Pathologies du vieillissement qui potentialisent les chutes
Les chutes sont des événements qui dépendent de multiples facteurs et peuvent être liés à la présence de pathologies. Les pathologies inhérentes au processus de vieillissement, qui peuvent entraîner une chute de la population âgée, sont nombreuses et diverses. Par conséquent, quatre catégories ont été considérées: les pathologies neurologiques, musculo-squelettiques, cardiovasculaires et autres (voir tableau 1). Les pathologies neurologiques et musculo-squelettiques étaient les plus référencées dans la littérature analysée. Les pathologies cardiovasculaires avaient également une incidence considérable de références, bien que faible par rapport aux premières. Le tableau 1 montre les références dans la littérature pour chaque type de pathologie et le nombre de fois où elles ont été référencées (en pourcentage).

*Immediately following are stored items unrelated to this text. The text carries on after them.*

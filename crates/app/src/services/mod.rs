pub mod engine;

pub use engine::{CatalogEngine, EngineState};
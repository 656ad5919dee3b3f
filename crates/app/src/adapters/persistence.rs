use anyhow::{Context, Result};
use cinedex_core::domain::{HistoryEntry, Movie};
use cinedex_core::ports::{FavoritesStore, HistoryStore};
use std::fs;
use std::path::{Path, PathBuf};

/// File-backed per-user persistence for favorites and history.
///
/// One JSON file per user and concern: `{user}_favorites.json` holds the
/// array of currently-favorited movie records, `{user}_history.json` the
/// activity log in insertion order. A missing file reads as empty; every
/// save rewrites the whole artifact.
pub struct JsonFileStore {
    data_dir: PathBuf,
}

impl JsonFileStore {
    pub fn new<P: AsRef<Path>>(data_dir: P) -> Self {
        Self {
            data_dir: data_dir.as_ref().to_path_buf(),
        }
    }

    pub fn favorites_path(&self, user: &str) -> PathBuf {
        self.data_dir.join(format!("{}_favorites.json", user))
    }

    pub fn history_path(&self, user: &str) -> PathBuf {
        self.data_dir.join(format!("{}_history.json", user))
    }

    fn read_or_empty<T: serde::de::DeserializeOwned>(path: &Path) -> Result<Vec<T>> {
        if !path.exists() {
            return Ok(Vec::new());
        }
        let contents = fs::read_to_string(path)
            .with_context(|| format!("Failed to read {}", path.display()))?;
        serde_json::from_str(&contents)
            .with_context(|| format!("Failed to parse {}", path.display()))
    }

    fn write_json<T: serde::Serialize>(&self, path: &Path, items: &[T]) -> Result<()> {
        fs::create_dir_all(&self.data_dir).context("Failed to create data directory")?;
        let contents = serde_json::to_string_pretty(items).context("Failed to serialize")?;
        fs::write(path, contents).with_context(|| format!("Failed to write {}", path.display()))
    }
}

impl FavoritesStore for JsonFileStore {
    fn load(&self, user: &str) -> Result<Vec<Movie>> {
        Self::read_or_empty(&self.favorites_path(user))
    }

    fn save(&self, user: &str, favorites: &[Movie]) -> Result<()> {
        self.write_json(&self.favorites_path(user), favorites)
    }
}

impl HistoryStore for JsonFileStore {
    fn load(&self, user: &str) -> Result<Vec<HistoryEntry>> {
        Self::read_or_empty(&self.history_path(user))
    }

    fn save(&self, user: &str, entries: &[HistoryEntry]) -> Result<()> {
        self.write_json(&self.history_path(user), entries)
    }
}

#[cfg(test)]
mod tests {
    use super::*;
    use chrono::{TimeZone, Utc};
    use cinedex_core::domain::HistoryAction;
    use tempfile::TempDir;

    fn movie(title: &str, year: i32) -> Movie {
        Movie {
            title: title.to_string(),
            year,
            genre: vec!["Drama".to_string()],
            director: "Someone".to_string(),
            rating: 8.0,
            emoji: "🎭".to_string(),
            is_favorite: true,
            date_added: Some(Utc.with_ymd_and_hms(2026, 1, 1, 0, 0, 0).unwrap()),
        }
    }

    #[test]
    fn test_favorites_roundtrip_and_file_naming() -> Result<()> {
        let temp_dir = TempDir::new()?;
        let store = JsonFileStore::new(temp_dir.path());

        let favorites = vec![movie("Heat", 1995), movie("Ran", 1985)];
        FavoritesStore::save(&store, "alice", &favorites)?;

        assert!(temp_dir.path().join("alice_favorites.json").exists());

        let loaded = FavoritesStore::load(&store, "alice")?;
        assert_eq!(loaded, favorites);

        // Another user's file is independent
        let other = FavoritesStore::load(&store, "bob")?;
        assert!(other.is_empty());
        Ok(())
    }

    #[test]
    fn test_missing_files_read_as_empty() -> Result<()> {
        let temp_dir = TempDir::new()?;
        let store = JsonFileStore::new(temp_dir.path());

        assert!(FavoritesStore::load(&store, "nobody")?.is_empty());
        assert!(HistoryStore::load(&store, "nobody")?.is_empty());
        Ok(())
    }

    #[test]
    fn test_history_roundtrip_preserves_insertion_order() -> Result<()> {
        let temp_dir = TempDir::new()?;
        let store = JsonFileStore::new(temp_dir.path());

        let base = Utc.with_ymd_and_hms(2026, 8, 29, 10, 0, 0).unwrap();
        let entries: Vec<HistoryEntry> = (0..3)
            .map(|i| HistoryEntry {
                title: format!("Movie {}", i),
                year: 2000 + i,
                genre: vec![],
                emoji: String::new(),
                action: HistoryAction::Viewed,
                timestamp: base + chrono::Duration::minutes(i as i64),
            })
            .collect();

        HistoryStore::save(&store, "alice", &entries)?;
        let loaded = HistoryStore::load(&store, "alice")?;
        assert_eq!(loaded, entries);
        Ok(())
    }

    #[test]
    fn test_saving_empty_log_persists_empty_array() -> Result<()> {
        let temp_dir = TempDir::new()?;
        let store = JsonFileStore::new(temp_dir.path());

        HistoryStore::save(&store, "alice", &[])?;
        let contents = fs::read_to_string(store.history_path("alice"))?;
        assert_eq!(contents.trim(), "[]");
        Ok(())
    }

    #[test]
    fn test_malformed_file_is_an_error_not_a_panic() -> Result<()> {
        let temp_dir = TempDir::new()?;
        let store = JsonFileStore::new(temp_dir.path());
        fs::write(store.favorites_path("alice"), "{ broken")?;

        assert!(FavoritesStore::load(&store, "alice").is_err());
        Ok(())
    }
}
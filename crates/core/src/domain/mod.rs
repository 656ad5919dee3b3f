pub mod history;
pub mod movie;
pub mod user;

// Re-exports for convenience
pub use history::*;
pub use movie::*;
pub use user::*;
//! The filter/sort pipeline: pure functions deriving the displayed view from
//! the authoritative catalog. Every call recomputes the view wholesale from
//! the full catalog - filters never compose destructively against a previous
//! view.

use std::cmp::Ordering;

use crate::domain::Movie;

/// Sort field for the displayed view. The resolved field is persisted to the
/// settings store as its `as_str` form so the choice survives restarts.
#[derive(Debug, Clone, Copy, PartialEq, Eq)]
pub enum SortField {
    Rating,
    Year,
    Title,
}

impl SortField {
    pub fn as_str(&self) -> &'static str {
        match self {
            SortField::Rating => "Rating",
            SortField::Year => "Year",
            SortField::Title => "Title",
        }
    }

    /// Parse a persisted setting value; unrecognized values fall back to the
    /// default (Rating) rather than erroring.
    pub fn from_setting(s: &str) -> SortField {
        match s {
            "Year" => SortField::Year,
            "Title" => SortField::Title,
            _ => SortField::Rating,
        }
    }
}

impl std::fmt::Display for SortField {
    fn fmt(&self, f: &mut std::fmt::Formatter<'_>) -> std::fmt::Result {
        write!(f, "{}", self.as_str())
    }
}

/// The current filter inputs.
#[derive(Debug, Clone, Default, PartialEq)]
pub struct ViewQuery {
    /// Free-text query matched against title, director, decimal year, and
    /// the comma-joined genre string.
    pub search: String,
    /// Extra director-only filter.
    pub director: Option<String>,
    /// Keep only favorited movies.
    pub favorites_only: bool,
}

/// Filter the authoritative catalog down to the view, preserving catalog
/// order. Steps apply in a fixed order: favorites-only, then free text, then
/// the director filter.
pub fn filter_catalog(catalog: &[Movie], query: &ViewQuery) -> Vec<Movie> {
    let mut view: Vec<Movie> = catalog.to_vec();

    if query.favorites_only {
        view.retain(|m| m.is_favorite);
    }

    let search = query.search.trim().to_lowercase();
    if !search.is_empty() {
        view.retain(|m| {
            m.title.to_lowercase().contains(&search)
                || m.director.to_lowercase().contains(&search)
                || m.year.to_string().contains(&search)
                || m.genre_string().to_lowercase().contains(&search)
        });
    }

    if let Some(director) = &query.director {
        let director = director.trim().to_lowercase();
        if !director.is_empty() {
            view.retain(|m| m.director.to_lowercase().contains(&director));
        }
    }

    view
}

/// Sort the view in place. The sort is stable and uses no secondary key, so
/// ties keep the order of the filtered sequence.
pub fn sort_movies(movies: &mut [Movie], field: SortField, ascending: bool) {
    movies.sort_by(|a, b| {
        let ord = match field {
            SortField::Rating => a.rating.partial_cmp(&b.rating).unwrap_or(Ordering::Equal),
            SortField::Year => a.year.cmp(&b.year),
            SortField::Title => a.title.cmp(&b.title),
        };
        if ascending {
            ord
        } else {
            ord.reverse()
        }
    });
}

Dans la littérature sélectionnée, les maladies neurologiques, telles que les accidents vasculaires cérébraux (13,7%), la démence (10,3%), les troubles vestibulaires / équilibre (10,3%) et la maladie de Parkinson (9,1%), sont les pathologies du vieillissement les plus référencées en tant que chutes propitiatrices chez la population âgée.
En termes de pathologies musculo-squelettiques, l’ostéoporose était la pathologie avec une incidence de références plus élevée (16%), suivie de la perte de densité musculaire (9,1%) et de l’arthrite (6,8%). Les problèmes des membres inférieurs et les déformations articulaires étaient également des maladies courantes chez les personnes âgées qui tombent, mais avec une incidence de références plus faible (3,4 et 2,2%, respectivement).
Les maladies cardiovasculaires, telles que l’hypotension orthostatique (6,8%), les arythmies (3,4%) et les syncopes (3,4%), sont également des pathologies courantes dues au processus de vieillissement et peuvent également entraîner des chutes.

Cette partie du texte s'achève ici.